Anyone here do much riding around Yucaipa? I'll be visiting my parents in Feb '06 and am planning to bring my bike and would love to have some company on some rides. I know the area very well, but haven't done any cycling there before.


----------



## jeff262 (Dec 19, 2005)

*Yucaipa Rides*



johngfoster said:


> Anyone here do much riding around Yucaipa? I'll be visiting my parents in Feb '06 and am planning to bring my bike and would love to have some company on some rides. I know the area very well, but haven't done any cycling there before.



Your in luck. The area has some great riding, if you like hills! I can't say that I would be able to hook up with you as my schedule is a bit screwy, but there are a couple of groups in the area. The Redlands Water Bottle Transit Company www.rwbtc.org has some routes posted and a schedule of meeting times. They are a great recreational club in the area. You can also check out the Healthnet Club Team that is also located in Redlands http://www.citrusvalleyvelo.com/index.htm. Redlands is very close to Yucaipa and home of the long running Redlands Classic Race. It is very common to see dozens if not hundreds of riders in the area on weekend mornings. 

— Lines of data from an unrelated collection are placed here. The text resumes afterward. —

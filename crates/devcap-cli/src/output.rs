//! Output formatting shared by the subcommands.

use std::io::Write;

use anyhow::Result;
use clap::ValueEnum;
use devcap_core::Diagnostic;
use devcap_eval::{SlotVerdict, Verdict};
use serde::Serialize;

/// How results are printed.
#[derive(ValueEnum, Debug, Clone, Copy, Default, PartialEq, Eq)]
pub enum OutputFormat {
    /// Human-readable summary.
    #[default]
    Text,
    /// Pretty-printed JSON.
    Json,
}

pub fn write_json(out: &mut impl Write, value: &impl Serialize) -> Result<()> {
    serde_json::to_writer_pretty(&mut *out, value)?;
    writeln!(out)?;
    Ok(())
}

pub fn write_diagnostics<'d>(
    out: &mut impl Write,
    indent: &str,
    diagnostics: impl IntoIterator<Item = &'d Diagnostic>,
) -> Result<()> {
    for diagnostic in diagnostics {
        writeln!(out, "{indent}{diagnostic}")?;
    }
    Ok(())
}

/// Print a verdict as text. Failures are always listed; warnings only when
/// `warnings` is set.
pub fn write_verdict(out: &mut impl Write, verdict: &Verdict, warnings: bool) -> Result<()> {
    let status = if verdict.satisfied { "satisfied" } else { "NOT satisfied" };
    writeln!(out, "{}: {status} (api {})", verdict.profile, verdict.api_version)?;
    write_diagnostics(out, "  ", &verdict.diagnostics)?;
    for (i, slot) in verdict.slots.iter().enumerate() {
        write_slot(out, &format!("slot {i}"), slot)?;
        if !slot.satisfied {
            write_diagnostics(out, "    ", slot.diagnostics().filter(|d| d.is_failure()))?;
        }
    }
    if warnings {
        for (i, slot) in verdict.optionals.iter().enumerate() {
            write_slot(out, &format!("optional {i}"), slot)?;
        }
        write_diagnostics(out, "    ", verdict.warnings())?;
    }
    Ok(())
}

fn write_slot(out: &mut impl Write, name: &str, slot: &SlotVerdict) -> Result<()> {
    match slot.selected_block() {
        Some(block) => writeln!(out, "  {name}: {} ok", block.label())?,
        None => {
            let labels: Vec<String> = slot.alternatives.iter().map(|b| b.label()).collect();
            writeln!(out, "  {name}: {} failed", labels.join(" | "))?;
        }
    }
    Ok(())
}

#[cfg(test)]
mod tests {
    use super::*;
    use devcap_core::{ApiVersion, DiagnosticKind};
    use devcap_eval::BlockVerdict;

    fn verdict() -> Verdict {
        let failing = BlockVerdict {
            profile: "P".into(),
            block: "b".into(),
            satisfied: false,
            diagnostics: vec![Diagnostic::new("P/b.extensions.VK_X", DiagnosticKind::Missing)],
            queue_assignment: None,
        };
        Verdict {
            profile: "P".into(),
            satisfied: false,
            api_version: ApiVersion::new(1, 2, 0),
            api_version_met: true,
            slots: vec![SlotVerdict {
                satisfied: false,
                selected: None,
                alternatives: vec![failing],
            }],
            optionals: Vec::new(),
            diagnostics: Vec::new(),
        }
    }

    #[test]
    fn text_lists_failures_under_their_slot() {
        let mut out = Vec::new();
        write_verdict(&mut out, &verdict(), false).unwrap();
        let text = String::from_utf8(out).unwrap();
        assert_eq!(
            text,
            "P: NOT satisfied (api 1.2.0)\n  slot 0: P/b failed\n    [missing] P/b.extensions.VK_X\n"
        );
    }

    #[test]
    fn json_is_newline_terminated() {
        let mut out = Vec::new();
        write_json(&mut out, &verdict()).unwrap();
        let text = String::from_utf8(out).unwrap();
        assert!(text.ends_with("}\n"));
        let parsed: serde_json::Value = serde_json::from_str(&text).unwrap();
        assert_eq!(parsed["satisfied"], false);
    }
}
//! # devcap-registry: Capability Registry
//!
//! The registry is the typed, alias-resolved model of a capability API:
//! which structs exist, which members they carry, how each member compares
//! (its [`LimitType`](devcap_core::LimitType)), which API version or
//! extension defines each struct, and which chain root each struct extends.
//!
//! ## Loading
//!
//! A [`RegistrySchema`] is the serde form handed over by the schema
//! ingestion stage. [`Registry::from_schema`] validates it once and interns
//! every canonical name and alias into a [`StructId`](devcap_core::StructId).
//! The resulting [`Registry`] is immutable, `Send + Sync`, and passed down
//! explicitly; there is no process-wide registry.
//!
//! ## Video configuration
//!
//! Which video-capability members make a wildcard declaration "complete",
//! how video formats are classified into usage categories, and which
//! post-merge fixups apply per category are registry data
//! ([`VideoCatalog`]), not hard-coded rules.

pub mod category;
pub mod registry;
pub mod schema;
pub mod spec;
pub mod video;

// Re-export primary types.
pub use category::Category;
pub use registry::Registry;
pub use schema::{RegistrySchema, StructDef};
pub use spec::{ArraySpec, FieldSpec, Provenance, StructSpec, ValueType};
pub use video::{AxisSpec, FieldRef, Fixup, FormatCategory, VideoCatalog};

As far as rides go, if you know the area you can put routes together that incorporate some of the major roads such as Oak Glen Road, Wildwood Canyon, Bryant, San Timeteo Canyon, Highway 38, Greenspot Road and Calimesa Blvd. These are all well known major routes, although some of them are best done early in the morning when traffic is light. Oak Glen is a pretty serious climb. If your really a climbing monster and have little regard for personal safety you can work your way up highway 38 as far as your legs will take you. Here is a link to a notorious ride in the area called Breathless Agony. It has profiles that incorporate some of the areas I mentioned : http://www.cyclingpros.com/onyx.htm


----------



## johngfoster (Jan 14, 2005)

Hi Jeff

I leave this afternoon. Tomorrow I'll be in LA for most of the day trying to get a visa to Pakistan, but then hopefully Tues and Wed will have free all day. PM me if you are interested in trying to hook up for a ride some time. Thanks for the links.

My folks live just off California St/County Line Rd. I'm sure I'll be able to put together a few really fun hilly rides up into Oak Glen and such, maybe even San Tim. Canyon, although the traffic scares me. Thinking of trying a loop from home--San Tim.--Redlands--HWY 38 back to Yucaipa. This would be uphill on the way back, but would also hopefully have a tailwind too. Would have to time it right with the traffic (and smog).  Hopefully not too bad this time of year.


----------